Population (2026-01-01)
- • Total: 712
- • Density: 60.0/km^{2} (155/sq mi)
- Time zone: UTC+1 (CET)
- • Summer (DST): UTC+2 (CEST)
- Postal code: 763 41
- Website: www.ludkovice.cz

= Ludkovice =

Municipality in the Czech Republic

Ludkovice is a municipality and village in Zlín District in the Zlín Region of the Czech Republic. It has about 700 inhabitants.

==Administrative division==
Ludkovice consists of two municipal parts (in brackets population according to the 2021 census):
- Ludkovice (628)
- Pradlisko (59)

==Etymology==
The name of Ludkovice is derived from the personal name Luděk. The name of Pradlisko is derived from prát (i.e. 'to wash') and referred to the place on the stream used to wash clothes.

==Geography==
Ludkovice is located about 13 km south of Zlín. It lies in the Vizovice Highlands. The highest point is the hill Rysov at 542 m above sea level. The stream Ludkovický potok flows through the municipality. Ludkovice Reservoir is located on the stream.

==History==
The first written mention of Ludkovice is from 1412, when it belonged to the Světlov estate.
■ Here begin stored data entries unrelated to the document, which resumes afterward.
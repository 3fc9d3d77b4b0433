//! SOR engine - emergency department simulation over System V IPC.
//!
//! Every actor of the department runs as its own process. They share one
//! state segment, a capacity gate semaphore and a set of priority message
//! queues, all created and removed by the director.
//!
//! # Architecture
//!
//! ```text
//!              ┌──────────────────────────────────────────────┐
//!              │                  Director                    │
//!              │  provisioning · scaling · leave · gate audit │
//!              └──────────────────────────────────────────────┘
//!                   │ spawns + signals                  │ END
//!                   ▼                                   ▼
//! ┌───────────┐  ┌──────────────┐  ┌────────┐  ┌─────────────┐
//! │ Generator │─▶│ Registration │─▶│ Triage │─▶│ Specialists │
//! │ (patients)│  │  reg1 + reg2 │  └────────┘  │   (x6)      │
//! └───────────┘  └──────────────┘              └─────────────┘
//!        all roles ──▶ log channel ──▶ Logger ──▶ sor_run_<ts>.log
//! ```

pub mod cli;
pub mod config;
pub mod director;
pub mod event_log;
pub mod ipc;
pub mod messages;
pub mod process_manager;
pub mod random;
pub mod roles;
pub mod shutdown;
pub mod timing;

pub use config::SimulationConfig;
pub use director::{Director, RunReport, StopReason};
pub use ipc::{IpcError, IpcHandles, IpcKeys, IpcResources, SharedState};
pub use messages::{Envelope, PatientUnit, Specialty, TriageColour};
//! Capacity gate audit: compares the gate against the occupancy counter.

/// One reading of the gate and the value the occupancy counter implies.
#[derive(Debug, Clone, Copy, PartialEq, Eq)]
pub struct GateAudit {
    pub observed: i32,
    pub expected: i32,
}

impl GateAudit {
    /// Positive when permits are missing from the gate.
    #[must_use]
    pub const fn drift(&self) -> i32 {
        self.expected - self.observed
    }
}

#[derive(Debug, Clone, Copy, PartialEq, Eq)]
pub enum AuditOutcome {
    Balanced,
    /// The gate holds fewer permits than free places. `correct` is set when
    /// the guardrail should reset the gate now.
    MissingPermits { drift: i32, correct: bool },
    /// The gate holds more permits than free places. Never corrected.
    ExcessPermits { drift: i32 },
}

/// Tracks drift between audits.
///
/// With the guardrail on, a correction is only ordered after the same
/// positive drift shows up on two consecutive audits. A single reading can
/// catch a unit between taking its permits and updating the counter.
#[derive(Debug, Clone, Default)]
pub struct Reconciler {
    guardrail: bool,
    last_positive: Option<i32>,
}

impl Reconciler {
    #[must_use]
    pub fn new(guardrail: bool) -> Self {
        Self {
            guardrail,
            last_positive: None,
        }
    }

    #[must_use]
    pub fn guardrail(&self) -> bool {
        self.guardrail
    }

    pub fn assess(&mut self, audit: GateAudit) -> AuditOutcome {
        let drift = audit.drift();
        if drift > 0 {
            let repeated = self.last_positive == Some(drift);
            let correct = self.guardrail && repeated;
            self.last_positive = if correct { None } else { Some(drift) };
            AuditOutcome::MissingPermits { drift, correct }
        } else {
            self.last_positive = None;
            if drift < 0 {
                AuditOutcome::ExcessPermits { drift }
            } else {
                AuditOutcome::Balanced
            }
        }
    }
}
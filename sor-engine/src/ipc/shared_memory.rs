//! The shared state segment and its mutex-guarded accessor.

use super::keys::{is_private, IpcKey};
use super::semaphore::StateMutex;
use super::{IpcError, Result, IPC_MODE};
use crate::messages::{Outcome, Specialty, TriageColour, SPECIALIST_COUNT};
use crate::timing::{MsRange, ReleasePoint, Timing};
use nix::errno::Errno;
use std::ptr::NonNull;
use std::time::Duration;
use tracing::warn;

/// Counters, tallies, timing constants and PIDs shared by all processes.
///
/// The layout is fixed (`repr(C)`) and the segment starts zeroed. Every
/// field except the timing constants is written under [`StateMutex`].
#[repr(C)]
#[derive(Debug, Clone, Copy, Default, PartialEq, Eq)]
pub struct SharedState {
    pub current_in_waiting_room: i32,
    pub waiting_room_capacity: i32,
    pub queue_registration_len: i32,
    pub reg2_active: i32,
    pub total_patients: i32,

    pub triage_red: i32,
    pub triage_yellow: i32,
    pub triage_green: i32,
    pub triage_sent_home: i32,

    pub outcome_home: i32,
    pub outcome_ward: i32,
    pub outcome_other: i32,
    pub dropped_units: i32,

    pub specialist_handled: [i32; SPECIALIST_COUNT],
    pub specialist_home: [i32; SPECIALIST_COUNT],
    pub specialist_ward: [i32; SPECIALIST_COUNT],
    pub specialist_other: [i32; SPECIALIST_COUNT],
    pub specialist_leaves: [i32; SPECIALIST_COUNT],

    pub director_pid: i32,
    pub logger_pid: i32,
    pub registration1_pid: i32,
    pub registration2_pid: i32,
    pub triage_pid: i32,
    pub generator_pid: i32,
    pub specialist_pids: [i32; SPECIALIST_COUNT],

    pub ms_per_sim_minute: i64,
    pub simulation_duration_minutes: i64,
    pub arrival_min_ms: i64,
    pub arrival_max_ms: i64,
    pub registration_min_ms: i64,
    pub registration_max_ms: i64,
    pub triage_min_ms: i64,
    pub triage_max_ms: i64,
    pub exam_min_ms: i64,
    pub exam_max_ms: i64,
    pub leave_min_ms: i64,
    pub leave_max_ms: i64,
    pub max_live_patients: i64,
    pub send_retry_limit: i64,
    pub send_backoff_ms: i64,
    pub poll_interval_ms: i64,
    pub seed: i64,
    pub release_point: i64,
    pub sim_start_monotonic_ms: i64,
}

fn range(min: i64, max: i64) -> MsRange {
    MsRange::new(min.max(0) as u64, max.max(0) as u64)
}

impl SharedState {
    /// Read the timing constants back.
    #[must_use]
    pub fn timing(&self) -> Timing {
        Timing {
            ms_per_sim_minute: self.ms_per_sim_minute.max(0) as u64,
            duration_minutes: self.simulation_duration_minutes.max(0) as u64,
            arrival: range(self.arrival_min_ms, self.arrival_max_ms),
            registration: range(self.registration_min_ms, self.registration_max_ms),
            triage: range(self.triage_min_ms, self.triage_max_ms),
            exam: range(self.exam_min_ms, self.exam_max_ms),
            leave: range(self.leave_min_ms, self.leave_max_ms),
            max_live_patients: self.max_live_patients.clamp(0, i64::from(u32::MAX)) as u32,
            send_retry_limit: self.send_retry_limit.clamp(0, i64::from(u32::MAX)) as u32,
            send_backoff: Duration::from_millis(self.send_backoff_ms.max(0) as u64),
            poll_interval: Duration::from_millis(self.poll_interval_ms.max(1) as u64),
            seed: self.seed as u64,
            release_point: ReleasePoint::from_code(self.release_point),
            sim_start_ms: self.sim_start_monotonic_ms,
        }
    }

    /// Store the timing constants. Only the director calls this, before spawning.
    pub fn set_timing(&mut self, timing: &Timing) {
        self.ms_per_sim_minute = timing.ms_per_sim_minute as i64;
        self.simulation_duration_minutes = timing.duration_minutes as i64;
        self.arrival_min_ms = timing.arrival.min as i64;
        self.arrival_max_ms = timing.arrival.max as i64;
        self.registration_min_ms = timing.registration.min as i64;
        self.registration_max_ms = timing.registration.max as i64;
        self.triage_min_ms = timing.triage.min as i64;
        self.triage_max_ms = timing.triage.max as i64;
        self.exam_min_ms = timing.exam.min as i64;
        self.exam_max_ms = timing.exam.max as i64;
        self.leave_min_ms = timing.leave.min as i64;
        self.leave_max_ms = timing.leave.max as i64;
        self.max_live_patients = i64::from(timing.max_live_patients);
        self.send_retry_limit = i64::from(timing.send_retry_limit);
        self.send_backoff_ms = timing.send_backoff.as_millis() as i64;
        self.poll_interval_ms = timing.poll_interval.as_millis() as i64;
        self.seed = timing.seed as i64;
        self.release_point = timing.release_point.code();
        self.sim_start_monotonic_ms = timing.sim_start_ms;
    }

    /// A unit of `persons` entered the waiting room and joined the registration backlog.
    pub fn admit(&mut self, persons: i32) {
        self.current_in_waiting_room += persons;
        self.queue_registration_len += 1;
        self.total_patients += 1;
    }

    /// `persons` left the waiting room. Clamped at zero.
    pub fn leave_waiting_room(&mut self, persons: i32) {
        self.current_in_waiting_room = (self.current_in_waiting_room - persons).max(0);
    }

    /// A registration worker took one unit off the backlog. Clamped at zero.
    pub fn dequeue_registration(&mut self) {
        self.queue_registration_len = (self.queue_registration_len - 1).max(0);
    }

    pub fn record_colour(&mut self, colour: TriageColour) {
        match colour {
            TriageColour::Red => self.triage_red += 1,
            TriageColour::Yellow => self.triage_yellow += 1,
            TriageColour::Green => self.triage_green += 1,
        }
    }

    pub fn record_outcome(&mut self, specialty: Specialty, outcome: Outcome) {
        let i = specialty.index();
        self.specialist_handled[i] += 1;
        match outcome {
            Outcome::Home => {
                self.outcome_home += 1;
                self.specialist_home[i] += 1;
            }
            Outcome::Ward => {
                self.outcome_ward += 1;
                self.specialist_ward[i] += 1;
            }
            Outcome::OtherFacility => {
                self.outcome_other += 1;
                self.specialist_other[i] += 1;
            }
        }
    }

    /// Gate value implied by the occupancy counter.
    #[must_use]
    pub fn expected_gate_value(&self) -> i32 {
        self.waiting_room_capacity - self.current_in_waiting_room
    }

    /// Units that reached a terminal tally (sent home, treated or dropped).
    #[must_use]
    pub fn terminal_count(&self) -> i32 {
        self.triage_sent_home + self.outcome_home + self.outcome_ward + self.outcome_other + self.dropped_units
    }
}

/// An attached SysV shared memory segment holding one [`SharedState`].
#[derive(Debug)]
pub struct SharedSegment {
    id: libc::c_int,
    ptr: NonNull<SharedState>,
}

// SAFETY: the mapping stays valid until drop, and every mutation goes
// through `SharedStore::with_state`, serialised by the cross-process mutex.
unsafe impl Send for SharedSegment {}
// SAFETY: see above.
unsafe impl Sync for SharedSegment {}

const STATE_SIZE: usize = std::mem::size_of::<SharedState>();

impl SharedSegment {
    /// Create (or reuse) the segment for `key`, attach it and zero it.
    pub fn create(key: IpcKey) -> Result<Self> {
        // SAFETY: plain syscall wrapper, no pointers involved.
        let id = unsafe { libc::shmget(key, STATE_SIZE, libc::IPC_CREAT | IPC_MODE) };
        if id == -1 {
            return Err(IpcError::Os {
                op: "shmget",
                source: Errno::last(),
            });
        }
        let segment = Self::attach(id)?;
        // SAFETY: the mapping is at least STATE_SIZE bytes and nobody else
        // uses it before the director spawns workers.
        unsafe { segment.ptr.as_ptr().write_bytes(0, 1) };
        Ok(segment)
    }

    /// Attach an existing segment.
    pub fn open(key: IpcKey) -> Result<Self> {
        // SAFETY: plain syscall wrapper, no pointers involved.
        let id = unsafe { libc::shmget(key, STATE_SIZE, 0) };
        if id == -1 {
            return Err(match Errno::last() {
                Errno::ENOENT => IpcError::NotFound { key },
                source => IpcError::Os { op: "shmget", source },
            });
        }
        Self::attach(id)
    }

    fn attach(id: libc::c_int) -> Result<Self> {
        // SAFETY: a null address lets the kernel choose the mapping.
        let addr = unsafe { libc::shmat(id, std::ptr::null(), 0) };
        if addr as isize == -1 {
            return Err(IpcError::last("shmat"));
        }
        let ptr = NonNull::new(addr.cast::<SharedState>())
            .ok_or_else(|| IpcError::InvalidArgument("shmat returned null".to_string()))?;
        Ok(Self { id, ptr })
    }

    #[must_use]
    pub const fn id(&self) -> libc::c_int {
        self.id
    }

    /// Mark the segment for removal. The kernel frees it after the last detach.
    pub fn remove(&self) -> Result<()> {
        remove_segment(self.id)
    }

    fn as_ptr(&self) -> *mut SharedState {
        self.ptr.as_ptr()
    }
}

impl Drop for SharedSegment {
    fn drop(&mut self) {
        // SAFETY: ptr came from shmat and is detached exactly once.
        let rc = unsafe { libc::shmdt(self.ptr.as_ptr().cast::<libc::c_void>()) };
        if rc == -1 {
            warn!("Failed to detach shared segment {}: {}", self.id, Errno::last());
        }
    }
}

pub(crate) fn remove_segment(id: libc::c_int) -> Result<()> {
    // SAFETY: IPC_RMID ignores the buffer argument.
    let rc = unsafe { libc::shmctl(id, libc::IPC_RMID, std::ptr::null_mut()) };
    if rc == -1 {
        return match IpcError::last("shmctl(IPC_RMID)") {
            IpcError::Removed { .. } => Ok(()),
            err => Err(err),
        };
    }
    Ok(())
}

/// Remove a leftover segment for `key`. Returns whether one existed.
pub fn remove_if_exists(key: IpcKey) -> Result<bool> {
    if is_private(key) {
        return Ok(false);
    }
    // SAFETY: plain syscall wrapper, no pointers involved.
    let id = unsafe { libc::shmget(key, 0, 0) };
    if id == -1 {
        return match Errno::last() {
            Errno::ENOENT => Ok(false),
            source => Err(IpcError::Os { op: "shmget", source }),
        };
    }
    remove_segment(id).map(|()| true)
}

/// The state segment paired with the mutex that guards it.
#[derive(Debug)]
pub struct SharedStore {
    segment: SharedSegment,
    mutex: StateMutex,
}

impl SharedStore {
    #[must_use]
    pub fn new(segment: SharedSegment, mutex: StateMutex) -> Self {
        Self { segment, mutex }
    }

    /// Run `f` on the state while holding the mutex.
    ///
    /// The lock is released on every exit path, including a panic in `f`.
    pub fn with_state<R>(&self, f: impl FnOnce(&mut SharedState) -> R) -> Result<R> {
        let _guard = self.mutex.lock()?;
        // SAFETY: the mutex serialises all writers across processes, and
        // within this process the guard prevents a second live &mut.
        let state = unsafe { &mut *self.segment.as_ptr() };
        Ok(f(state))
    }

    /// Unsynchronised copy of the state.
    ///
    /// Fields may be torn or stale; only for logging and monitoring.
    #[must_use]
    pub fn snapshot(&self) -> SharedState {
        // SAFETY: the mapping is valid and SharedState is plain old data.
        unsafe { std::ptr::read_volatile(self.segment.as_ptr()) }
    }

    #[must_use]
    pub fn mutex(&self) -> &StateMutex {
        &self.mutex
    }

    #[must_use]
    pub fn segment(&self) -> &SharedSegment {
        &self.segment
    }
}

#[cfg(test)]
mod tests {
    use super::*;

    fn private_store() -> Result<SharedStore> {
        let mutex = StateMutex::create(libc::IPC_PRIVATE)?;
        let segment = SharedSegment::create(libc::IPC_PRIVATE)?;
        Ok(SharedStore::new(segment, mutex))
    }

    fn destroy(store: SharedStore) -> Result<()> {
        store.segment().remove()?;
        store.mutex().remove()
    }

    #[test]
    fn test_segment_starts_zeroed() -> Result<()> {
        let store = private_store()?;
        assert_eq!(store.snapshot(), SharedState::default());
        destroy(store)
    }

    #[test]
    fn test_with_state_mutates_and_unlocks() -> Result<()> {
        let store = private_store()?;
        store.with_state(|s| {
            s.waiting_room_capacity = 10;
            s.admit(2);
        })?;
        assert_eq!(store.mutex().value()?, 1);

        let snap = store.snapshot();
        assert_eq!(snap.current_in_waiting_room, 2);
        assert_eq!(snap.queue_registration_len, 1);
        assert_eq!(snap.total_patients, 1);
        assert_eq!(snap.expected_gate_value(), 8);
        destroy(store)
    }

    #[test]
    fn test_counters_clamp_at_zero() {
        let mut state = SharedState::default();
        state.admit(1);
        state.leave_waiting_room(5);
        state.dequeue_registration();
        state.dequeue_registration();
        assert_eq!(state.current_in_waiting_room, 0);
        assert_eq!(state.queue_registration_len, 0);
    }

    #[test]
    fn test_outcome_tallies() {
        let mut state = SharedState::default();
        state.record_outcome(Specialty::Surgeon, Outcome::Ward);
        state.record_outcome(Specialty::Surgeon, Outcome::Home);
        state.record_colour(TriageColour::Red);
        assert_eq!(state.specialist_handled[4], 2);
        assert_eq!(state.specialist_ward[4], 1);
        assert_eq!(state.outcome_home, 1);
        assert_eq!(state.triage_red, 1);
        assert_eq!(state.terminal_count(), 2);
    }

    #[test]
    fn test_timing_round_trip() {
        let timing = Timing {
            arrival: MsRange::new(50, 250),
            exam: MsRange::new(50, 200),
            release_point: ReleasePoint::Terminal,
            sim_start_ms: 1234,
            ..Timing::default()
        };
        let mut state = SharedState::default();
        state.set_timing(&timing);
        assert_eq!(state.timing(), timing);
    }

    #[test]
    fn test_removed_segment_stays_attached() -> Result<()> {
        let store = private_store()?;
        store.segment().remove()?;
        // Removal is deferred until detach; the mapping is still usable.
        store.with_state(|s| s.total_patients = 3)?;
        assert_eq!(store.snapshot().total_patients, 3);
        store.segment().remove()?;
        store.mutex().remove()
    }
}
Pradlovice was first mentioned in 1594.

Pradlisko was originally a part of Řetechov municipality and from 1976 a part of Luhačovice, after Řetechov merged with Luhačovice. Since 1980, it has been a part of Ludkovice.

==Transport==
There are no railways or major roads passing through the municipality.

==Sights==
The oldest monument is a column shrine from 1692.